Konuya hemen neden yanlış olduğunu sıralayarak başlayalım.
Öncelikle Ankaralıların ve ülkenin belleğinde yeşil alan olarak yer etmiş, geçmişte kentliye bu amaçla hediye edilen ve hizmet eden ve kesinlikle yapılaşılmaması gereken bir yerde yapıldı. AOÇ’de daha önce de inşaatlar yapıldı. Onlar da hata idi. Daha önce yapılan kimseye yeni bir hata yapma hakkı oluşturmaz.
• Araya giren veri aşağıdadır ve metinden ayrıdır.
//! Clocked full-duplex byte exchange with the target.
//!
//! Every byte popped from the outbound FIFO is shifted out LSB first while a
//! byte is shifted in from the target, and the received byte is pushed into
//! the inbound FIFO. The engine runs until the outbound FIFO is empty.

use super::{Fifo, TargetLines, TargetPins};

#[derive(Debug, Clone, Copy, PartialEq, Eq)]
pub enum Phase {
    Start,
    /// Pop the next byte, or finish.
    Prepare,
    WaitNotBusy,
    /// Count down, then drop the clock and drive the data bit.
    Falling,
    /// Count down with the clock low, then sample and raise the clock.
    Rising,
    Writeback,
}

#[derive(Debug, Clone, Copy, PartialEq, Eq)]
pub enum Step {
    Running,
    /// The outbound FIFO is drained.
    Done,
}

#[derive(Debug, Clone)]
pub struct Transaction {
    phase: Phase,
    send_byte: u8,
    receive_byte: u8,
    bit_index: u8,
    bit_counter: u16,
    overruns: u32,
}

impl Default for Transaction {
    fn default() -> Self {
        Transaction {
            phase: Phase::Start,
            send_byte: 0,
            receive_byte: 0,
            bit_index: 0,
            bit_counter: 0,
            overruns: 0,
        }
    }
}

impl Transaction {
    pub fn phase(&self) -> Phase {
        self.phase
    }

    /// Received bytes dropped because the inbound FIFO was full.
    pub fn overruns(&self) -> u32 {
        self.overruns
    }

    pub(crate) fn start(&mut self) {
        self.phase = Phase::Start;
    }

    /// Advances one clock tick. `sampled` holds the registered target lines.
    pub(crate) fn step(
        &mut self,
        outbound: &mut Fifo,
        inbound: &mut Fifo,
        sampled: TargetLines,
        pins: &mut TargetPins,
        sclk_divider: u16,
    ) -> Step {
        match self.phase {
            Phase::Start => {
                self.bit_index = 0;
                self.phase = Phase::Prepare;
            }
            Phase::Prepare => match outbound.pop() {
                Some(byte) => {
                    self.send_byte = byte;
                    self.phase = Phase::WaitNotBusy;
                }
                None => return Step::Done,
            },
            Phase::WaitNotBusy => {
                if !sampled.busy {
                    self.bit_counter = sclk_divider;
                    self.phase = Phase::Falling;
                }
            }
            Phase::Falling => {
                if self.bit_counter == 0 {
                    pins.sclk = false;
                    pins.rxd = (self.send_byte >> self.bit_index) & 1 != 0;
                    self.bit_counter = sclk_divider;
                    self.phase = Phase::Rising;
                } else {
                    self.bit_counter -= 1;
                }
            }
            Phase::Rising => {
                if self.bit_counter == 0 {
                    self.receive_byte = ((sampled.txd as u8) << 7) | (self.receive_byte >> 1);
                    pins.sclk = true;
                    if self.bit_index == 7 {
                        self.bit_index = 0;
                        self.phase = Phase::Writeback;
                    } else {
                        self.bit_index += 1;
                        self.bit_counter = sclk_divider;
                        self.phase = Phase::Falling;
                    }
                } else {
                    self.bit_counter -= 1;
                }
            }
            Phase::Writeback => {
                if inbound.push(self.receive_byte).is_err() {
                    self.overruns += 1;
                    log::warn!(
                        "inbound FIFO full, dropped {:#04x}",
                        self.receive_byte
                    );
                }
                self.phase = Phase::Prepare;
            }
        }
        Step::Running
    }
}
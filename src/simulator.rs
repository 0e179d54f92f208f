//! Software model of an M16C in Standard Serial I/O mode.
//!
//! The model is clocked by the bridge's pins: it shifts a bit in on every
//! rising edge of the serial clock and a bit out on every falling edge, LSB
//! first. Busy time is counted in target clock cycles (rising edges of
//! `tclk`), so the bridge's target clock divider scales it.
//!
//! Unlock attempts leak their comparison progress through the busy line: each
//! leading byte that matches costs `step` more cycles, except that a fully
//! matching code takes the short success path.

use std::collections::VecDeque;

use rand::{Rng, SeedableRng, rngs::StdRng};

use crate::bridge::{TargetLines, TargetModel, TargetPins};
use crate::constants::sio;
use crate::serialio::UnlockStatus;

/// Size of the modelled address space.
pub const FLASH_SIZE: usize = 0x10_0000;

/// Busy durations, in target clock cycles.
#[derive(Debug, Clone, Copy, PartialEq, Eq)]
pub struct Timing {
    pub base: u32,
    pub step: u32,
    /// Busy pulse after every received byte.
    pub byte_busy: u32,
    /// Upper bound of uniform noise added to unlock timing.
    pub jitter: u32,
}

impl Default for Timing {
    fn default() -> Self {
        Timing {
            base: 100,
            step: 50,
            byte_busy: 2,
            jitter: 0,
        }
    }
}

/// Busy cycles of an unlock attempt, given the presented code, the real code
/// and the number of attempts made before this one.
pub type LeakModel = Box<dyn FnMut(&[u8; sio::CODE_LEN], &[u8; sio::CODE_LEN], u64) -> u32>;

pub struct SimulatedTarget {
    code: [u8; sio::CODE_LEN],
    version: [u8; sio::VERSION_LEN],
    flash: Vec<u8>,
    status: UnlockStatus,
    timing: Timing,
    rng: Option<StdRng>,
    leak: Option<LeakModel>,
    attempts: u64,

    last_rst: bool,
    last_sclk: bool,
    last_tclk: bool,
    bit_index: u8,
    shift_in: u8,
    out_byte: u8,
    /// The current slot carries a reply byte; whatever is clocked in is a dummy.
    transmitting: bool,
    txd: bool,
    busy_cycles: u32,

    command: Vec<u8>,
    replies: VecDeque<u8>,
}

impl SimulatedTarget {
    pub fn new(code: [u8; sio::CODE_LEN]) -> Self {
        let flash = (0..FLASH_SIZE as u32)
            .map(|addr| (addr.wrapping_mul(0x9e37_79b1) >> 24) as u8)
            .collect();
        SimulatedTarget {
            code,
            version: *b"VER.2.00",
            flash,
            status: UnlockStatus::NotAttempted,
            timing: Timing::default(),
            rng: None,
            leak: None,
            attempts: 0,
            last_rst: false,
            last_sclk: false,
            last_tclk: false,
            bit_index: 0,
            shift_in: 0,
            out_byte: 0xff,
            transmitting: false,
            txd: true,
            busy_cycles: 0,
            command: Vec::new(),
            replies: VecDeque::new(),
        }
    }

    pub fn with_timing(mut self, timing: Timing) -> Self {
        self.timing = timing;
        self
    }

    /// Enables unlock timing jitter from a seeded generator.
    pub fn with_jitter(mut self, jitter: u32, seed: u64) -> Self {
        self.timing.jitter = jitter;
        self.rng = Some(StdRng::seed_from_u64(seed));
        self
    }

    /// Replaces the matching-prefix unlock timing. Jitter still applies.
    pub fn with_leak(
        mut self,
        leak: impl FnMut(&[u8; sio::CODE_LEN], &[u8; sio::CODE_LEN], u64) -> u32 + 'static,
    ) -> Self {
        self.leak = Some(Box::new(leak));
        self
    }

    pub fn with_version(mut self, version: [u8; sio::VERSION_LEN]) -> Self {
        self.version = version;
        self
    }

    pub fn code(&self) -> &[u8; sio::CODE_LEN] {
        &self.code
    }

    pub fn flash(&self) -> &[u8] {
        &self.flash
    }

    pub fn unlock_status(&self) -> UnlockStatus {
        self.status
    }

    /// Number of completed unlock commands.
    pub fn attempts(&self) -> u64 {
        self.attempts
    }

    /// Busy cycles an unlock attempt with `matching` leading bytes costs.
    pub fn unlock_busy(&self, matching: usize) -> u32 {
        let t = &self.timing;
        if matching == sio::CODE_LEN {
            t.base + t.step * (sio::CODE_LEN as u32 - 2)
        } else {
            t.base + t.step * matching as u32
        }
    }

    fn reset(&mut self) {
        self.status = UnlockStatus::NotAttempted;
        self.bit_index = 0;
        self.shift_in = 0;
        self.out_byte = 0xff;
        self.transmitting = false;
        self.txd = true;
        self.busy_cycles = 0;
        self.command.clear();
        self.replies.clear();
    }

    fn receive(&mut self, byte: u8) {
        self.busy_cycles = self.timing.byte_busy;
        if self.transmitting {
            return;
        }
        self.command.push(byte);

        let opcode = self.command[0];
        match opcode {
            sio::VERSION => {
                self.replies.extend(self.version);
                self.command.clear();
            }
            sio::READ_STATUS => {
                self.replies.extend([0x80, (self.status as u8) << 2]);
                self.command.clear();
            }
            sio::READ_PAGE if self.command.len() == 3 => {
                let page = u16::from_le_bytes([self.command[1], self.command[2]]) as usize;
                let start = (page * sio::PAGE_SIZE) % FLASH_SIZE;
                if self.status == UnlockStatus::Successful {
                    self.replies.extend(&self.flash[start..start + sio::PAGE_SIZE]);
                } else {
                    self.replies.extend([0xff; sio::PAGE_SIZE]);
                }
                self.command.clear();
            }
            sio::READ_PAGE => {}
            b if b == sio::UNLOCK[0] => {
                let header = sio::UNLOCK.len();
                let len = self.command.len();
                if len <= header && self.command[len - 1] != sio::UNLOCK[len - 1] {
                    self.command.clear();
                } else if len == header + sio::CODE_LEN {
                    self.check_code();
                    self.command.clear();
                }
            }
            _ => self.command.clear(),
        }
    }

    fn check_code(&mut self) {
        let mut attempt = [0u8; sio::CODE_LEN];
        attempt.copy_from_slice(&self.command[sio::UNLOCK.len()..]);
        let matching = attempt
            .iter()
            .zip(self.code.iter())
            .take_while(|(a, b)| a == b)
            .count();
        self.status = if matching == sio::CODE_LEN {
            UnlockStatus::Successful
        } else {
            UnlockStatus::Failed
        };
        let jitter = match self.rng.as_mut() {
            Some(rng) => rng.random_range(0..=self.timing.jitter),
            None => 0,
        };
        let prefix_busy = self.unlock_busy(matching);
        let busy = match self.leak.as_mut() {
            Some(leak) => leak(&attempt, &self.code, self.attempts),
            None => prefix_busy,
        };
        self.busy_cycles = busy + jitter;
        self.attempts += 1;
    }
}

impl TargetModel for SimulatedTarget {
    fn lines(&self) -> TargetLines {
        TargetLines {
            txd: self.txd,
            busy: self.busy_cycles > 0,
        }
    }

    fn tick(&mut self, pins: &TargetPins) {
        let released = pins.rst && !self.last_rst;
        let last_sclk = self.last_sclk;
        let last_tclk = self.last_tclk;
        self.last_rst = pins.rst;
        self.last_sclk = pins.sclk;
        self.last_tclk = pins.tclk;

        if !pins.rst {
            self.reset();
            return;
        }
        if released {
            return;
        }

        if pins.tclk && !last_tclk && self.busy_cycles > 0 {
            self.busy_cycles -= 1;
        }

        if last_sclk && !pins.sclk {
            if self.bit_index == 0 {
                match self.replies.pop_front() {
                    Some(byte) => {
                        self.out_byte = byte;
                        self.transmitting = true;
                    }
                    None => {
                        self.out_byte = 0xff;
                        self.transmitting = false;
                    }
                }
            }
            self.txd = (self.out_byte >> self.bit_index) & 1 != 0;
        } else if !last_sclk && pins.sclk {
            self.shift_in |= (pins.rxd as u8) << self.bit_index;
            self.bit_index += 1;
            if self.bit_index == 8 {
                let byte = self.shift_in;
                self.bit_index = 0;
                self.shift_in = 0;
                self.receive(byte);
            }
        }
    }
}
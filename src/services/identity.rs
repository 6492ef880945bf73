use jsonwebtoken::{decode, decode_header, Algorithm, DecodingKey, Validation};
use serde::Deserialize;
use std::collections::{HashMap, HashSet};
use std::sync::Arc;
use std::time::{Duration, Instant};
use thiserror::Error;
use tokio::sync::RwLock;

use crate::models::Caller;

/// Errors that can occur while verifying a caller's identity
#[derive(Debug, Error)]
pub enum IdentityError {
    #[error("Missing bearer token")]
    MissingToken,

    #[error("Invalid token: {0}")]
    InvalidToken(String),

    #[error("Unsupported algorithm: {0:?}")]
    UnsupportedAlgorithm(Algorithm),

    #[error("Key set error: {0}")]
    KeySet(#[from] JwksError),

    #[error("Identity verification is not configured: {0}")]
    Misconfigured(String),
}

impl IdentityError {
    /// True when the caller presented something unusable, as opposed to the
    /// identity provider being unreachable or misconfigured
    pub fn is_rejection(&self) -> bool {
        match self {
            IdentityError::MissingToken
            | IdentityError::InvalidToken(_)
            | IdentityError::UnsupportedAlgorithm(_) => true,
            IdentityError::KeySet(JwksError::KeyNotFound(_)) => true,
            IdentityError::KeySet(_) | IdentityError::Misconfigured(_) => false,
        }
    }
}

#[derive(Debug, Error)]
pub enum JwksError {
    #[error("Failed to fetch JWKS: {0}")]
    FetchError(String),

    #[error("Failed to parse JWKS: {0}")]
    ParseError(String),

    #[error("Key not found: {0}")]
    KeyNotFound(String),

    #[error("Failed to convert key: {0}")]
    KeyConversionError(String),
}

#[derive(Debug, Clone, Deserialize)]
struct JwksResponse {
    keys: Vec<Jwk>,
}

#[derive(Debug, Clone, Deserialize)]
struct Jwk {
    kid: String,
    kty: String,
    #[serde(default)]
    n: Option<String>,
    #[serde(default)]
    e: Option<String>,
}

/// Unknown key ids never trigger more than one fetch per this interval
const MIN_REFETCH_INTERVAL: Duration = Duration::from_secs(30);

struct JwksCache {
    keys: HashMap<String, DecodingKey>,
    last_fetched: Instant,
}

/// Fetches and caches the identity provider's RSA signing keys
pub struct JwksClient {
    jwks_url: String,
    client: reqwest::Client,
    cache: Arc<RwLock<Option<JwksCache>>>,
    cache_ttl: Duration,
    min_refetch: Duration,
}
Başbakan’ın AOÇ ile ilgili alınan bir karara “Güçleri yetiyorsa yıksınlar” cevabını vermesi; mahkemenin aldığı yürütmeyi durdurma kararına rağmen inşaatın devam etmesi ülkede kanunların bir önemi olmadığı izlenimini yaratıyor. Bu durumu o kadar çok yaşadık ki kanunlar meselesi ile ilgili toplumsal bir travmatik ruh hali içindeyiz. Kanunlara uymamanın hiçbir bahanesi olmaması gerekirken, Başbakan’ın hepimize örnek davranması beklenirken tam tersi oldu. Hukuk sistemi ile ilgili hiçbir bilgim yok, karar siyasiymiş, kararı alanlar cemaatin hukukçularıymış hiçbir önemi yok. Sonuç olarak kamuoyunda kanun algısı en üst düzeyden bir kez daha yıpratıldı.
Yeni Başbakanlık binası toplum gündemine “Selçuklu mimarisi” diye sunuldu. Oysa ortaya çıktıktan sonra gördüğümüz; eklektik, çoğu yerinde kitch bezemeler barındırdığını söylemekten çekinmeyeceğim bir yapı.
Yeni Başbakanlık binası hepimizin ödediği vergilerle yapıldı. Hiç kimseye ait olmayan ve hepimize ait olan kamunun, en önemli sorumluluğunun kaynakların nasıl harcandığının hesabının verilebiliyor olması gerekir. Dünya’da katılımcılığın farklı boyutlarının tartışıldığı günlerde biz vergi mükellefleri, ülkenin Yeni Başbakanlık Binası’nın neye benzediğini ancak inşaat tamamlandıktan sonra binaya bakarak gördük. Halen hiçbir mimarlık yayınında bina yayınlanmadı bile.
Yeni Başbakanlık Binası. Artık Eski Yeni Başbakanlık Binası. Hatta bugün adı artık Ak Saray…
Erdoğan Cumhurbaşkanlığı seçimlerinde aday olmasa ya da seçimi kaybetmiş olsaydı bu bina Türkiye Cumhuriyeti’nin Yeni Başbakanlık Binası olacaktı. Biz de binaya Başbakanlık diyecektik. Bugün Ak Saray ya da Cumhurbaşkanlığı Sarayı olarak adlandırıyoruz.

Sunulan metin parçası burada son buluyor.